Последний, двенадцатый подвиг Геракла (вспоминается аналогичное название романа Набокова «Подвиг») заключался в том, что тот спускался в подземное царство, откуда привел трехглавого пса Цербера, стража преисподней, и этот акт символизирует победу над смертью. В этом смысле, как мне кажется, миф тесно связан с основной идеей романа «Подвиг», где совершение подвига означает путешествие в потусторонний (неведомый) мир, из которого необходимо бы вернуться. Образ Геракла прямо вводится Набоковым в роман: Мартын видит его статую в Берлине. Имя Геракла означает «прославленный», то есть герой буквально заключает в себе высокое, пафосное название романа – героический поступок, но и более пафосное английское «Glory» (которое нуждалось в объяснениях автора в предисловии к английскому изданию).

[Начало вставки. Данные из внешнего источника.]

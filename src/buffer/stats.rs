//! Buffer pool statistics tracking.

use std::fmt;

/// Counters kept by the buffer pool since it was created.
///
/// The pool is single-threaded, so these are plain integers; the pool hands
/// out copies via [`BufferPool::stats`](super::BufferPool::stats).
///
/// # Example
/// ```
/// use pagepool::BufferPoolStats;
///
/// let stats = BufferPoolStats {
///     cache_hits: 3,
///     cache_misses: 1,
///     ..Default::default()
/// };
/// assert_eq!(stats.hit_rate(), 0.75);
/// ```
#[derive(Debug, Default, Clone, Copy, PartialEq, Eq)]
pub struct BufferPoolStats {
    /// Pins served from an already cached frame.
    pub cache_hits: u64,

    /// Pins that had to load the page.
    pub cache_misses: u64,

    /// Pages displaced to make room for another.
    pub evictions: u64,

    /// Blocks read from storage.
    pub pages_read: u64,

    /// Blocks written to storage.
    pub pages_written: u64,
}

impl BufferPoolStats {
    /// Calculate cache hit rate (0.0 to 1.0).
    pub fn hit_rate(&self) -> f64 {
        let total = self.cache_hits + self.cache_misses;
        if total == 0 {
            0.0
        } else {
            self.cache_hits as f64 / total as f64
        }
    }
}

impl fmt::Display for BufferPoolStats {
    fn fmt(&self, f: &mut fmt::Formatter<'_>) -> fmt::Result {
        write!(
            f,
            "Stats {{ hits: {}, misses: {}, evictions: {}, reads: {}, writes: {}, hit_rate: {:.2}% }}",
            self.cache_hits,
            self.cache_misses,
            self.evictions,
            self.pages_read,
            self.pages_written,
            self.hit_rate() * 100.0
        )
    }
}

#[cfg(test)]
mod tests {
    use super::*;

    #[test]
    fn test_stats_default() {
        let stats = BufferPoolStats::default();
        assert_eq!(stats.cache_hits, 0);
        assert_eq!(stats.pages_written, 0);
        assert_eq!(stats.hit_rate(), 0.0);
    }

    #[test]
    fn test_stats_hit_rate() {
        let stats = BufferPoolStats {
            cache_hits: 7,
            cache_misses: 3,
            ..Default::default()
        };
        assert_eq!(stats.hit_rate(), 0.7);
    }

    #[test]
    fn test_stats_display() {
        let stats = BufferPoolStats {
            cache_hits: 80,
            cache_misses: 20,
            evictions: 5,
            pages_read: 20,
            pages_written: 4,
        };

        let display = format!("{}", stats);
        assert!(display.contains("hits: 80"));
        assert!(display.contains("misses: 20"));
        assert!(display.contains("writes: 4"));
        assert!(display.contains("80.00%"));
    }
}
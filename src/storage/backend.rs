//! The block storage interface consumed by the buffer pool.

use crate::common::{PageId, Result};
use crate::storage::page::Page;

/// A block-addressed, uncached page store.
///
/// The buffer pool owns one backend for its whole lifetime and calls it
/// synchronously. Implementations must make every write visible to
/// subsequent reads before returning.
pub trait StorageBackend {
    /// Number of pages currently stored.
    fn total_pages(&self) -> u32;

    /// Read one page.
    ///
    /// # Errors
    /// `Error::ReadNonExistingPage` if `page_id` is outside `[0, total_pages)`.
    fn read_block(&mut self, page_id: PageId) -> Result<Page>;

    /// Write one page.
    ///
    /// # Errors
    /// `Error::WriteFailed` if the page could not be written.
    fn write_block(&mut self, page_id: PageId, page: &Page) -> Result<()>;

    /// Grow the store with zeroed pages until it holds at least `min_pages`.
    fn ensure_capacity(&mut self, min_pages: u32) -> Result<()>;
}

impl<S: StorageBackend + ?Sized> StorageBackend for Box<S> {
    fn total_pages(&self) -> u32 {
        (**self).total_pages()
    }

    fn read_block(&mut self, page_id: PageId) -> Result<Page> {
        (**self).read_block(page_id)
    }

    fn write_block(&mut self, page_id: PageId, page: &Page) -> Result<()> {
        (**self).write_block(page_id, page)
    }

    fn ensure_capacity(&mut self, min_pages: u32) -> Result<()> {
        (**self).ensure_capacity(min_pages)
    }
}
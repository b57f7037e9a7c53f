//! LRU (Least Recently Used) replacement policy.

use crate::buffer::replacer::{min_unpinned_by, ReplacementStrategy, Replacer};
use crate::buffer::Frame;
use crate::common::FrameId;

/// Evicts the unpinned frame with the oldest recency stamp.
///
/// Ties go to the lowest slot.
#[derive(Debug, Default, Clone, Copy)]
pub struct LruReplacer;

impl Replacer for LruReplacer {
    fn victim(&mut self, frames: &mut [Frame]) -> Option<FrameId> {
        min_unpinned_by(frames, Frame::last_used)
    }

    fn strategy(&self) -> ReplacementStrategy {
        ReplacementStrategy::Lru
    }
}
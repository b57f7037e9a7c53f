//! Buffer pool construction parameters.

use std::path::{Path, PathBuf};

use serde::{Deserialize, Serialize};

use crate::buffer::replacer::ReplacementStrategy;
use crate::common::config::DEFAULT_POOL_SIZE;
use crate::common::{Error, Result};

fn default_pool_size() -> usize {
    DEFAULT_POOL_SIZE
}

/// Everything needed to open a [`BufferPool`](super::BufferPool) over a
/// page file.
///
/// Can be deserialized from any serde format:
/// ```
/// use pagepool::{BufferPoolConfig, ReplacementStrategy};
///
/// let config = BufferPoolConfig::new("data.bin")
///     .with_pool_size(8)
///     .with_strategy(ReplacementStrategy::Clock);
/// assert!(config.validate().is_ok());
/// ```
#[derive(Debug, Clone, PartialEq, Eq, Serialize, Deserialize)]
pub struct BufferPoolConfig {
    /// Page file backing the pool.
    pub page_file: PathBuf,

    /// Number of frames (must be > 0).
    #[serde(default = "default_pool_size")]
    pub pool_size: usize,

    /// Replacement policy, fixed for the pool's lifetime.
    #[serde(default)]
    pub strategy: ReplacementStrategy,

    /// Opaque policy parameters. None of the built-in policies read it.
    #[serde(default)]
    pub strategy_data: Option<String>,
}

impl BufferPoolConfig {
    /// A config for `page_file` with the default size and FIFO replacement.
    pub fn new<P: AsRef<Path>>(page_file: P) -> Self {
        Self {
            page_file: page_file.as_ref().to_path_buf(),
            pool_size: DEFAULT_POOL_SIZE,
            strategy: ReplacementStrategy::default(),
            strategy_data: None,
        }
    }

    pub fn with_pool_size(mut self, pool_size: usize) -> Self {
        self.pool_size = pool_size;
        self
    }

    pub fn with_strategy(mut self, strategy: ReplacementStrategy) -> Self {
        self.strategy = strategy;
        self
    }

    pub fn with_strategy_data(mut self, data: impl Into<String>) -> Self {
        self.strategy_data = Some(data.into());
        self
    }

    /// Reject configurations the pool cannot be built from.
    pub fn validate(&self) -> Result<()> {
        if self.pool_size == 0 {
            return Err(Error::InvalidPoolSize(self.pool_size));
        }
        Ok(())
    }
}

#[cfg(test)]
mod tests {
    use super::*;

    #[test]
    fn test_builder() {
        let config = BufferPoolConfig::new("pool.bin")
            .with_pool_size(3)
            .with_strategy(ReplacementStrategy::Lfu)
            .with_strategy_data("k=2");

        assert_eq!(config.page_file, PathBuf::from("pool.bin"));
        assert_eq!(config.pool_size, 3);
        assert_eq!(config.strategy, ReplacementStrategy::Lfu);
        assert_eq!(config.strategy_data.as_deref(), Some("k=2"));
    }

    #[test]
    fn test_defaults() {
        let config = BufferPoolConfig::new("pool.bin");
        assert_eq!(config.pool_size, DEFAULT_POOL_SIZE);
        assert_eq!(config.strategy, ReplacementStrategy::Fifo);
        assert!(config.strategy_data.is_none());
    }

    #[test]
    fn test_zero_pool_size_rejected() {
        let config = BufferPoolConfig::new("pool.bin").with_pool_size(0);
        assert!(matches!(config.validate(), Err(Error::InvalidPoolSize(0))));
    }

    #[test]
    fn test_deserialize_lowercase_strategy() {
        let config: BufferPoolConfig =
            serde_json::from_str(r#"{ "page_file": "db.bin", "pool_size": 3, "strategy": "clock" }"#)
                .unwrap();
        assert_eq!(config.strategy, ReplacementStrategy::Clock);
        assert_eq!(config.pool_size, 3);

        let config: BufferPoolConfig = serde_json::from_str(r#"{ "page_file": "db.bin" }"#).unwrap();
        assert_eq!(config.pool_size, DEFAULT_POOL_SIZE);
        assert_eq!(config.strategy, ReplacementStrategy::Fifo);
    }
}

Граница между смертью и жизнью на пороге Аида не земная, не четкая, а движущаяся, текучая – это реки Лета, Ахерон и Стикс. Переход через реку, во-первых, реализует антитезу рождения или крещения, очищает, но не возрождает, а снимает груз прошлого, память о нем. Во-вторых, это не одномоментное перешагивание некой линии, во время продолжительной переправы происходит перемена личности, и на это выделено время. В-третьих, переправу нельзя сделать самостоятельно, нужен помощник, перевозчик-паромщик Харон (см. ниже об образе Христофора).
В мифе о Посейдоне говорится, что Сциллу, возлюбленную Посейдона, ревнивая Амфитрита превратила в псеглавую нимфу. Сциллу как литературный образ мы встречаем на фоне романа в «Подвиге» – корабль с Мартыном проплывает между теми итальянскими большим островами, Корсикой, Сардинией и Сицилией, чьи горы отождествлялись с мифологическим горами.
В римском варианте мифа о преисподней хозяин Аида прямо уподоблялся собаке, в настоящее время Плуто (Плутон) – одно из самых распространенных собачьих имен (см. мультфильмы и комиксы).